Nor is that love judgmental, as many abortion supporters accuse us of being. Today’s passage, “Stop judging and you will not be judged” provides preachers with an opportunity to clarify a much abused quote of Jesus. In an age of moral relativism, some try to use this quote to defend relativism, and want it to mean, “Don’t judge anyone for what they do, because you really don’t know if it’s right or wrong. You have your standards and they have theirs. Who are you to say what pleases God?”

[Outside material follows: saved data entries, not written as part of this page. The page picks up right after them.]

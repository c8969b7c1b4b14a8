// This Source Code Form is subject to the terms of the Mozilla Public
// License, v. 2.0. If a copy of the MPL was not distributed with this
// file, You can obtain one at http://mozilla.org/MPL/2.0/.

use thiserror::Error;

use crate::angle::AngleError;

/// Errors associated with reading a fit table.
#[derive(Error, Debug)]
pub enum ReadTableError {
    #[error("Fit table line {line_num}: Expected at least 5 fields (date, band, freq, major, minor), but found {num_fields}")]
    TooFewFields { line_num: u32, num_fields: usize },

    #[error("Fit table line {line_num}: {num_fields} source fields is not a multiple of 7 (ra, ra_err, dec, dec_err, flux, flux_err, is_main)")]
    IncompleteSource { line_num: u32, num_fields: usize },

    #[error("Fit table line {line_num}: Couldn't read '{string}' as a date like '27Jun1999'")]
    BadDate { line_num: u32, string: String },

    #[error("Fit table line {0}: The band name is empty")]
    EmptyBand(u32),

    #[error("Fit table line {line_num}, field {field}: Couldn't read '{string}' as an angle: {err}")]
    BadAngle {
        line_num: u32,
        field: usize,
        string: String,
        err: AngleError,
    },

    #[error("Fit table line {line_num}, field {field}: Couldn't read '{string}' as a decimal number")]
    BadDecimal {
        line_num: u32,
        field: usize,
        string: String,
    },

    #[error("Fit table line {line_num}, field {field}: '{string}' is not a valid is_main value; expected nothing, '0' or '1'")]
    BadIsMain {
        line_num: u32,
        field: usize,
        string: String,
    },

    #[error("Fit table line {line_num}: There is already an entry for {date} {band}")]
    DuplicateEntry {
        line_num: u32,
        date: String,
        band: String,
    },

    #[error(transparent)]
    IO(#[from] std::io::Error),
}

/// Errors associated with writing a fit table.
#[derive(Error, Debug)]
pub enum WriteTableError {
    #[error("Can't write the {field} '{value}' of {date} {band}; fit table fields can't contain commas")]
    CommaInField {
        date: String,
        band: String,
        field: &'static str,
        value: String,
    },

    #[error(transparent)]
    IO(#[from] std::io::Error),
}
// This Source Code Form is subject to the terms of the Mozilla Public
// License, v. 2.0. If a copy of the MPL was not distributed with this
// file, You can obtain one at http://mozilla.org/MPL/2.0/.

//! Asking a person which source is the main one.

use std::fmt::Display;
use std::io::{BufRead, Write};

use chrono::NaiveDate;

use super::LabelError;
use crate::{
    report::DATE_FORMAT,
    types::{IsMain, ObservationEntry, SourceRecord},
};

/// What was answered when asked for a main source.
#[derive(Debug, Clone, Copy, PartialEq, Eq)]
pub enum Answer {
    /// The index of the main source.
    Index(usize),

    /// Leave this entry as it is.
    Skip,

    /// Stop asking.
    Quit,
}

/// List the sources of an entry on `output` and read the index of its main
/// source from `input`. An empty line skips the entry, and "q" (or the end of
/// the input) quits. Anything that isn't a valid index is asked for again.
pub fn prompt_for_main_source<R: BufRead, W: Write>(
    date: NaiveDate,
    band: &str,
    entry: &ObservationEntry,
    input: &mut R,
    output: &mut W,
) -> Result<Answer, LabelError> {
    writeln!(
        output,
        "{} {band} ({} GHz):",
        date.format(DATE_FORMAT),
        or_unknown(&entry.data.freq)
    )?;
    for (i, source) in entry.sources.iter().enumerate() {
        writeln!(output, "  [{i}] {}", describe(source))?;
    }

    let mut line = String::new();
    loop {
        write!(output, "Main source (empty to skip, q to quit): ")?;
        output.flush()?;

        line.clear();
        if input.read_line(&mut line)? == 0 {
            return Ok(Answer::Quit);
        }
        match line.trim() {
            "" => return Ok(Answer::Skip),
            "q" | "Q" => return Ok(Answer::Quit),
            s => match s.parse::<usize>() {
                Ok(i) if i < entry.sources.len() => return Ok(Answer::Index(i)),
                _ => writeln!(
                    output,
                    "'{s}' isn't one of the sources (0 to {})",
                    entry.sources.len().saturating_sub(1)
                )?,
            },
        }
    }
}

fn describe(source: &SourceRecord) -> String {
    let label = match source.is_main {
        IsMain::Main => " (main)",
        IsMain::NotMain => "",
        IsMain::Unknown => " (?)",
    };
    format!(
        "RA {} Dec {} flux {} +/- {} mJy{label}",
        or_unknown(&source.ra),
        or_unknown(&source.dec),
        or_unknown(&source.flux),
        or_unknown(&source.flux_err),
    )
}

fn or_unknown<T: Display>(value: &Option<T>) -> String {
    value
        .as_ref()
        .map(|v| v.to_string())
        .unwrap_or_else(|| "?".to_string())
}
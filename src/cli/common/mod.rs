// This Source Code Form is subject to the terms of the Mozilla Public
// License, v. 2.0. If a copy of the MPL was not distributed with this
// file, You can obtain one at http://mozilla.org/MPL/2.0/.

//! Common arguments for command-line interfaces. Every `fitsutils` subcommand
//! works on a fit table, so the table arguments are shared between them.

mod printers;

pub(super) use printers::InfoPrinter;
pub(crate) use printers::{display_warnings, Warn};

use std::path::PathBuf;

use chrono::NaiveDate;
use clap::Parser;
use itertools::Itertools;
use serde::{Deserialize, Serialize};
use strum::IntoEnumIterator;
use strum_macros::{Display, EnumIter, EnumString};

use crate::report::DATE_FORMAT;

lazy_static::lazy_static! {
    pub(super) static ref ARG_FILE_TYPES_COMMA_SEPARATED: String = ArgFileTypes::iter().join(", ");

    pub(super) static ref ARG_FILE_HELP: String =
        format!("All arguments may be specified in a file. Any CLI arguments override arguments set in the file. Supported formats: {}", *ARG_FILE_TYPES_COMMA_SEPARATED);
}

/// The formats accepted for dates on the command line, tried in order.
const CLI_DATE_FORMATS: [&str; 2] = [DATE_FORMAT, "%Y-%m-%d"];

#[derive(Debug, Display, EnumIter, EnumString)]
pub(super) enum ArgFileTypes {
    #[strum(serialize = "toml")]
    Toml,
    #[strum(serialize = "json")]
    Json,
}

macro_rules! unpack_arg_file {
    ($arg_file:expr) => ({
        use std::{fs::File, io::Read, str::FromStr};

        use crate::cli::common::{ArgFileTypes, ARG_FILE_TYPES_COMMA_SEPARATED};

        debug!("Attempting to parse argument file {}", $arg_file.display());

        let mut contents = String::new();
        let arg_file_type = $arg_file
            .extension()
            .and_then(|e| e.to_str())
            .map(|e| e.to_lowercase())
            .and_then(|e| ArgFileTypes::from_str(&e).ok());

        match arg_file_type {
            Some(ArgFileTypes::Toml) => {
                debug!("Parsing toml file...");
                let mut fh = File::open(&$arg_file)?;
                fh.read_to_string(&mut contents)?;
                match toml::from_str(&contents) {
                    Ok(p) => p,
                    Err(err) => {
                        return Err(FitsUtilsError::ArgFile(format!(
                            "Couldn't decode toml structure from {:?}:\n{err}",
                            $arg_file
                        )))
                    }
                }
            }
            Some(ArgFileTypes::Json) => {
                debug!("Parsing json file...");
                let mut fh = File::open(&$arg_file)?;
                fh.read_to_string(&mut contents)?;
                match serde_json::from_str(&contents) {
                    Ok(p) => p,
                    Err(err) => {
                        return Err(FitsUtilsError::ArgFile(format!(
                            "Couldn't decode json structure from {:?}:\n{err}",
                            $arg_file
                        )))
                    }
                }
            }

            _ => {
                return Err(FitsUtilsError::ArgFile(format!(
                    "Argument file '{:?}' doesn't have a recognised file extension! Valid extensions are: {}", $arg_file, *ARG_FILE_TYPES_COMMA_SEPARATED)
                ))
            }
        }
    });
}

/// The fit table every subcommand reads or writes.
#[derive(Parser, Debug, Clone, Default, Serialize, Deserialize)]
pub(super) struct TableArgs {
    /// Path to the fit table (a comma-separated text file).
    #[clap(short, long, parse(from_os_str), help_heading = "TABLE")]
    pub(super) table: Option<PathBuf>,
}

impl TableArgs {
    /// Prefer the values in `self` over those in `other`.
    pub(super) fn merge(self, other: TableArgs) -> TableArgs {
        TableArgs {
            table: self.table.or(other.table),
        }
    }
}

/// Parse a date given on the command line. Both the table's format
/// ("27Jun1999") and ISO 8601 ("1999-06-27") are accepted.
pub(super) fn parse_cli_date(s: &str) -> Option<NaiveDate> {
    let s = s.trim();
    CLI_DATE_FORMATS
        .iter()
        .find_map(|format| NaiveDate::parse_from_str(s, format).ok())
}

Of course, we would not be able to say what pleases God, were it not for the fact that he has told us. Speaking both through reason and his revealed word, God has given us the ability to know right from wrong. In that sense, we can and must judge the difference. What we cannot judge is the inner state of a person’s soul, or the motives of the heart. But if we were not able to judge the difference between right and wrong, then neither could we say “Do not judge,” for that itself is a judgment that judging is wrong. 

When it comes to abortion, we can and must judge the action to be always wrong. Killing a baby is as wrong as killing a person who is walking down the street. We do not condemn the person who does either act, but rather we call them to conversion and forgiveness. Yet neither can we ever claim ignorance that the violence they have committed is never morally tolerable for the children of God.